'''

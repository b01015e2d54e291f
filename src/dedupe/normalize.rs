//! Normalizers used before computing similarity scores (§4.E).
use std::sync::LazyLock;

use regex::Regex;
use unicode_normalization::UnicodeNormalization;

static LATEX_ARG_CMD: LazyLock<Regex> =
    LazyLock::new(|| Regex::new(r"\\[a-zA-Z]+\{([^}]*)\}").expect("static regex"));
static LATEX_BARE_CMD: LazyLock<Regex> =
    LazyLock::new(|| Regex::new(r"\\[a-zA-Z]+").expect("static regex"));
static NON_WORD: LazyLock<Regex> =
    LazyLock::new(|| Regex::new(r"[^\w\s]").expect("static regex"));
static WHITESPACE: LazyLock<Regex> = LazyLock::new(|| Regex::new(r"\s+").expect("static regex"));
static SUFFIX: LazyLock<Regex> =
    LazyLock::new(|| Regex::new(r"(?i)\b(jr|sr|iii|ii|iv)\.?\b").expect("static regex"));

fn expand_abbreviation(word: &str) -> &str {
    match word {
        "proc" => "proceedings",
        "conf" => "conference",
        "intl" => "international",
        "natl" => "national",
        "trans" => "transactions",
        "j" => "journal",
        other => other,
    }
}

/// Normalize a title for duplicate comparison: strip LaTeX markup, lowercase, drop
/// punctuation, expand common abbreviations, and collapse whitespace (§4.E).
pub fn normalize_title(title: &str) -> String {
    if title.is_empty() {
        return String::new();
    }
    let stripped = LATEX_ARG_CMD.replace_all(title, "$1");
    let stripped = LATEX_BARE_CMD.replace_all(&stripped, "");
    let lower = stripped.to_lowercase();
    let no_punct = NON_WORD.replace_all(&lower, " ");
    let expanded: Vec<&str> = no_punct.split_whitespace().map(expand_abbreviation).collect();
    let joined = expanded.join(" ");
    WHITESPACE.replace_all(joined.trim(), " ").into_owned()
}

/// Normalize a single author name to a canonical `lastname initials` form, stripping
/// diacritics via Unicode NFKD decomposition (§4.E).
pub fn normalize_author(author: &str) -> String {
    if author.is_empty() {
        return String::new();
    }
    let decomposed: String = author.nfkd().filter(|c| !is_combining_mark(*c)).collect();
    let no_punct: String = decomposed
        .chars()
        .filter(|c| c.is_alphanumeric() || c.is_whitespace() || *c == ',' || *c == '.')
        .collect();

    let reordered = if let Some((last, first)) = no_punct.split_once(',') {
        format!("{} {}", first.trim(), last.trim())
    } else {
        no_punct
    };

    let no_suffix = SUFFIX.replace_all(&reordered, "");
    let lower = no_suffix.to_lowercase();
    let parts: Vec<&str> = lower.split_whitespace().collect();

    match parts.as_slice() {
        [] => String::new(),
        [single] => (*single).to_owned(),
        many => {
            let last = many.last().unwrap();
            let initials: Vec<String> =
                many[..many.len() - 1].iter().filter_map(|p| p.chars().next()).map(String::from).collect();
            format!("{} {}", last, initials.join(" "))
        }
    }
}

/// Approximates Unicode's "Mark, Nonspacing" general category without pulling in a full
/// Unicode property table: every NFKD combining diacritic used by author names falls in the
/// `U+0300..=U+036F` combining diacritical marks block.
fn is_combining_mark(c: char) -> bool {
    ('\u{0300}'..='\u{036f}').contains(&c)
}

/// Split an author-list field into normalized individual names (§4.E), handling `et al.` and
/// the literal `others` BibTeX convention.
pub fn normalize_author_list(authors: &str) -> Vec<String> {
    if authors.is_empty() {
        return Vec::new();
    }
    let raw_parts: Vec<&str> = if authors.contains(" and ") {
        authors.split(" and ").collect()
    } else if authors.matches(',').count() > 1 {
        authors.split(',').collect()
    } else {
        vec![authors]
    };

    let mut out = Vec::new();
    for part in raw_parts {
        let part = part.trim();
        if part.is_empty() {
            continue;
        }
        let lower = part.to_lowercase();
        if lower == "others" {
            out.push("et al".to_owned());
            continue;
        }
        if let Some(idx) = lower.find("et al") {
            let before = part[..idx].trim();
            if !before.is_empty() {
                let norm = normalize_author(before);
                if !norm.is_empty() {
                    out.push(norm);
                }
            }
            out.push("et al".to_owned());
            continue;
        }
        let norm = normalize_author(part);
        if !norm.is_empty() {
            out.push(norm);
        }
    }
    out
}

/// Normalize a DOI for index lookup: strip a `https://doi.org/`, `https://dx.doi.org/`, or
/// `doi:` prefix and lowercase (§4.E).
pub fn normalize_doi(doi: &str) -> String {
    let trimmed = doi.trim();
    let without_url = trimmed
        .strip_prefix("https://dx.doi.org/")
        .or_else(|| trimmed.strip_prefix("http://dx.doi.org/"))
        .or_else(|| trimmed.strip_prefix("https://doi.org/"))
        .or_else(|| trimmed.strip_prefix("http://doi.org/"))
        .unwrap_or(trimmed);
    let without_scheme = without_url
        .strip_prefix("doi:")
        .or_else(|| without_url.strip_prefix("DOI:"))
        .unwrap_or(without_url);
    without_scheme.to_lowercase()
}
use std::fmt;

use thiserror::Error;

/// Severity of a single parse diagnostic (§4.B "Error recovery").
#[derive(Debug, Clone, Copy, PartialEq, Eq)]
pub enum BibtexErrorKind {
    /// The parser could not make sense of the input and had to resynchronize.
    Error,
    /// The input was accepted, but under a relaxed interpretation (e.g. a synthesized key,
    /// an unknown entry type coerced to `misc`, a duplicate citation key).
    Warning,
}

impl fmt::Display for BibtexErrorKind {
    fn fmt(&self, f: &mut fmt::Formatter<'_>) -> fmt::Result {
        f.write_str(match self {
            Self::Error => "error",
            Self::Warning => "warning",
        })
    }
}

/// A single diagnostic raised while parsing, carrying enough position information to point a
/// caller at the offending region (§8 "Parser robustness").
#[derive(Error, Debug, Clone, PartialEq, Eq)]
#[error("{kind} at {line}:{column}: {message}")]
pub struct BibtexError {
    pub line: usize,
    pub column: usize,
    pub kind: BibtexErrorKind,
    pub message: String,
}

impl BibtexError {
    pub fn error(line: usize, column: usize, message: impl Into<String>) -> Self {
        Self {
            line,
            column,
            kind: BibtexErrorKind::Error,
            message: message.into(),
        }
    }

    pub fn warning(line: usize, column: usize, message: impl Into<String>) -> Self {
        Self {
            line,
            column,
            kind: BibtexErrorKind::Warning,
            message: message.into(),
        }
    }

    pub fn is_error(&self) -> bool {
        self.kind == BibtexErrorKind::Error
    }
}
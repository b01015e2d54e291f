//! Lexer + recursive-descent parser for BibTeX source text (§4.B).
//!
//! The lexer and parser are combined into a single hand-rolled scanner: BibTeX's grammar is
//! small enough, and the balanced-brace value syntax irregular enough, that a token stream
//! buys little over scanning characters directly while tracking line/column state.
use std::collections::HashMap;

use crate::entry::KeyedEntry;
use crate::error::{BibtexError, BibtexErrorKind};
use crate::text::normalize_whitespace;

/// A table of `@string` macro definitions, seeded with the standard BibTeX month
/// abbreviations so `month = jan` resolves the way every BibTeX-consuming tool expects.
#[derive(Debug, Clone, Default)]
pub struct MacroTable(HashMap<String, String>);

const MONTHS: [(&str, &str); 12] = [
    ("jan", "January"),
    ("feb", "February"),
    ("mar", "March"),
    ("apr", "April"),
    ("may", "May"),
    ("jun", "June"),
    ("jul", "July"),
    ("aug", "August"),
    ("sep", "September"),
    ("oct", "October"),
    ("nov", "November"),
    ("dec", "December"),
];

impl MacroTable {
    pub fn with_month_macros() -> Self {
        let mut table = HashMap::new();
        for (k, v) in MONTHS {
            table.insert(k.to_owned(), v.to_owned());
        }
        Self(table)
    }

    pub fn get(&self, name: &str) -> Option<&str> {
        self.0.get(&name.to_ascii_lowercase()).map(String::as_str)
    }

    pub fn insert(&mut self, name: String, value: String) {
        self.0.insert(name.to_ascii_lowercase(), value);
    }

    pub fn iter(&self) -> impl Iterator<Item = (&str, &str)> {
        self.0.iter().map(|(k, v)| (k.as_str(), v.as_str()))
    }
}
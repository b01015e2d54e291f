//! File-per-entry JSON backend (§4.G).
//!
//! Layout under `root`:
//! ```text
//! entries/<sanitized-key>.json
//! index.json
//! ```
//! `index.json` maps the logical citation key to the sanitized filename actually used on
//! disk, so a key containing characters unsafe for a filename still round-trips.
use std::collections::BTreeMap;
use std::fs::{self, File};
use std::io::Write as _;
use std::path::{Path, PathBuf};
use std::sync::RwLock;

use crate::entry::Entry;
use crate::error::StorageError;
use crate::logger::{debug, warn};

use super::backend::Backend;

/// Keep alphanumerics, `-`, `_`; replace every other character with `_` (§4.G "Key
/// sanitization for filenames"). Reused by the metadata store (§4.I) for its own
/// per-key filenames.
pub(crate) fn sanitize_filename(key: &str) -> String {
    key.chars()
        .map(|c| if c.is_ascii_alphanumeric() || c == '-' || c == '_' { c } else { '_' })
        .collect()
}

/// Serialize `entry` to sorted-key, 2-space-indented JSON (§6 "Persisted layout"). Routing
/// through [`serde_json::Value`] is what gives us sorted keys: `serde_json`'s `Map` is a
/// `BTreeMap` unless the `preserve_order` feature is enabled, which this crate does not use.
fn to_sorted_json(entry: &Entry) -> Result<Vec<u8>, StorageError> {
    let value = serde_json::to_value(entry)?;
    Ok(serde_json::to_vec_pretty(&value)?)
}

/// Write `data` to `path` atomically: write to a temp file in the same directory, fsync,
/// then rename over the destination (§4.G "Atomic writes"). A write that fails partway
/// leaves no file at `path` with partial content, since the temp file is never linked at the
/// destination name until the rename completes.
pub(crate) fn atomic_write(path: &Path, data: &[u8]) -> Result<(), StorageError> {
    let dir = path.parent().ok_or_else(|| StorageError::Other("path has no parent directory".into()))?;
    let file_name = path.file_name().and_then(|n| n.to_str()).unwrap_or("entry");
    let tmp_path = dir.join(format!(".{file_name}.tmp"));

    let mut file = File::create(&tmp_path)?;
    file.write_all(data)?;
    file.sync_all()?;
    drop(file);

    fs::rename(&tmp_path, path)?;
    Ok(())
}

/// The file-per-entry backend (§4.G).
///
/// Cooperative locking is modeled as documented in §5: the core is single-process, so the
/// "shared file-lock on read / exclusive on write" and "re-entrant per-thread index lock"
/// requirements are satisfied with an in-process [`RwLock`] guarding the index; readers and
/// writers never race within one process, and cross-process use is out of scope (§1
/// Non-goals).
pub struct FileBackend {
    root: PathBuf,
    index: RwLock<BTreeMap<String, String>>,
}

impl FileBackend {
    pub fn new(root: impl Into<PathBuf>) -> Self {
        Self { root: root.into(), index: RwLock::new(BTreeMap::new()) }
    }

    fn entries_dir(&self) -> PathBuf {
        self.root.join("entries")
    }

    fn index_path(&self) -> PathBuf {
        self.root.join("index.json")
    }

    fn load_index(&self) -> Result<BTreeMap<String, String>, StorageError> {
        let path = self.index_path();
        if !path.exists() {
            return Ok(BTreeMap::new());
        }
        let bytes = fs::read(path)?;
        Ok(serde_json::from_slice(&bytes).unwrap_or_default())
    }

    fn save_index(&self, index: &BTreeMap<String, String>) -> Result<(), StorageError> {
        let bytes = serde_json::to_vec_pretty(index)?;
        atomic_write(&self.index_path(), &bytes)
    }

    /// Copy the whole data tree to `backup_dir` (§4.G "Backup/restore").
    pub fn backup_to(&self, backup_dir: impl AsRef<Path>) -> Result<(), StorageError> {
        copy_dir_recursive(&self.root, backup_dir.as_ref())
    }

    /// Replace the data tree with `backup_dir`'s contents and reload the index (§4.G
    /// "Backup/restore").
    pub fn restore_from(&mut self, backup_dir: impl AsRef<Path>) -> Result<(), StorageError> {
        if self.root.exists() {
            fs::remove_dir_all(&self.root)?;
        }
        copy_dir_recursive(backup_dir.as_ref(), &self.root)?;
        let index = self.load_index()?;
        *self.index.write().expect("index lock poisoned") = index;
        Ok(())
    }
}

fn copy_dir_recursive(from: &Path, to: &Path) -> Result<(), StorageError> {
    fs::create_dir_all(to)?;
    for entry in fs::read_dir(from)? {
        let entry = entry?;
        let dest = to.join(entry.file_name());
        if entry.file_type()?.is_dir() {
            copy_dir_recursive(&entry.path(), &dest)?;
        } else {
            fs::copy(entry.path(), &dest)?;
        }
    }
    Ok(())
}

impl Backend for FileBackend {
    fn initialize(&mut self) -> Result<(), StorageError> {
        fs::create_dir_all(self.entries_dir())?;
        let index = self.load_index()?;
        *self.index.write().expect("index lock poisoned") = index;
        Ok(())
    }

    fn read(&self, key: &str) -> Result<Option<Entry>, StorageError> {
        let filename = {
            let index = self.index.read().expect("index lock poisoned");
            match index.get(key) {
                Some(f) => f.clone(),
                None => return Ok(None),
            }
        };
        let path = self.entries_dir().join(&filename);
        let bytes = match fs::read(&path) {
            Ok(bytes) => bytes,
            Err(_) => return Ok(None),
        };
        match serde_json::from_slice(&bytes) {
            Ok(entry) => Ok(Some(entry)),
            Err(err) => {
                warn!("corrupted entry file for key '{key}': {err}");
                Ok(None)
            }
        }
    }

    fn write(&mut self, key: &str, entry: &Entry) -> Result<(), StorageError> {
        let filename = format!("{}.json", sanitize_filename(key));
        let path = self.entries_dir().join(&filename);
        let data = to_sorted_json(entry)?;
        atomic_write(&path, &data)?;

        let mut index = self.index.write().expect("index lock poisoned");
        index.insert(key.to_owned(), filename);
        self.save_index(&index)?;
        debug!("wrote entry '{key}'");
        Ok(())
    }

    fn delete(&mut self, key: &str) -> Result<bool, StorageError> {
        let filename = {
            let mut index = self.index.write().expect("index lock poisoned");
            match index.remove(key) {
                Some(f) => f,
                None => return Ok(false),
            }
        };
        let path = self.entries_dir().join(&filename);
        if path.exists() {
            fs::remove_file(&path)?;
        }
        let index = self.index.read().expect("index lock poisoned").clone();
        self.save_index(&index)?;
        Ok(true)
    }

    fn exists(&self, key: &str) -> Result<bool, StorageError> {
        Ok(self.index.read().expect("index lock poisoned").contains_key(key))
    }

    fn keys(&self) -> Result<Vec<String>, StorageError> {
        let index = self.index.read().expect("index lock poisoned");
        Ok(index
            .iter()
            .filter(|(_, filename)| self.entries_dir().join(filename).exists())
            .map(|(k, _)| k.clone())
            .collect())
    }

    fn clear(&mut self) -> Result<(), StorageError> {
        let keys: Vec<String> = self.index.read().expect("index lock poisoned").keys().cloned().collect();
        for key in keys {
            self.delete(&key)?;
        }
        Ok(())
    }

    fn close(&mut self) -> Result<(), StorageError> {
        Ok(())
    }
}

#[cfg(test)]
mod tests {
    use super::*;
    use crate::entry::{EntryKey, EntryType, Fields};
    use tempfile::tempdir;

    fn entry(key: &str) -> Entry {
        let mut fields = Fields::default();
        fields.set("title", "Quantum");
        Entry::new(EntryKey::new(key).unwrap(), EntryType::Misc, fields)
    }

    #[test]
    fn write_then_read_round_trips() {
        let dir = tempdir().unwrap();
        let mut backend = FileBackend::new(dir.path());
        backend.initialize().unwrap();
        let e = entry("smith2024");
        backend.write("smith2024", &e).unwrap();
        let read_back = backend.read("smith2024").unwrap().unwrap();
        assert_eq!(read_back.fields.title, e.fields.title);
    }

    #[test]
    fn delete_removes_entry_and_index_entry() {
        let dir = tempdir().unwrap();
        let mut backend = FileBackend::new(dir.path());
        backend.initialize().unwrap();
        backend.write("smith2024", &entry("smith2024")).unwrap();
        assert!(backend.delete("smith2024").unwrap());
        assert!(backend.read("smith2024").unwrap().is_none());
        assert!(!backend.exists("smith2024").unwrap());
    }

    #[test]
    fn keys_skips_unreadable_files() {
        let dir = tempdir().unwrap();
        let mut backend = FileBackend::new(dir.path());
        backend.initialize().unwrap();
        backend.write("smith2024", &entry("smith2024")).unwrap();
        fs::remove_file(backend.entries_dir().join("smith2024.json")).unwrap();
        assert!(backend.keys().unwrap().is_empty());
    }

    #[test]
    fn index_persists_across_reinitialize() {
        let dir = tempdir().unwrap();
        {
            let mut backend = FileBackend::new(dir.path());
            backend.initialize().unwrap();
            backend.write("smith2024", &entry("smith2024")).unwrap();
        }
        let mut backend = FileBackend::new(dir.path());
        backend.initialize().unwrap();
        assert!(backend.exists("smith2024").unwrap());
    }

    #[test]
    fn backup_and_restore_round_trip() {
        let dir = tempdir().unwrap();
        let backup_dir = tempdir().unwrap();
        let mut backend = FileBackend::new(dir.path().join("data"));
        backend.initialize().unwrap();
        backend.write("smith2024", &entry("smith2024")).unwrap();
        backend.backup_to(backup_dir.path()).unwrap();
        backend.write("doe2025", &entry("doe2025")).unwrap();
        backend.restore_from(backup_dir.path()).unwrap();
        assert!(backend.exists("smith2024").unwrap());
        assert!(!backend.exists("doe2025").unwrap());
    }
}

'''

[What is being asked]
All lines with the string "rename" must be copied from the data.

[Result of this task]
/// then rename over the destination (§4.G "Atomic writes"). A write that fails partway
/// destination name until the rename completes.
    fs::rename(&tmp_path, path)?;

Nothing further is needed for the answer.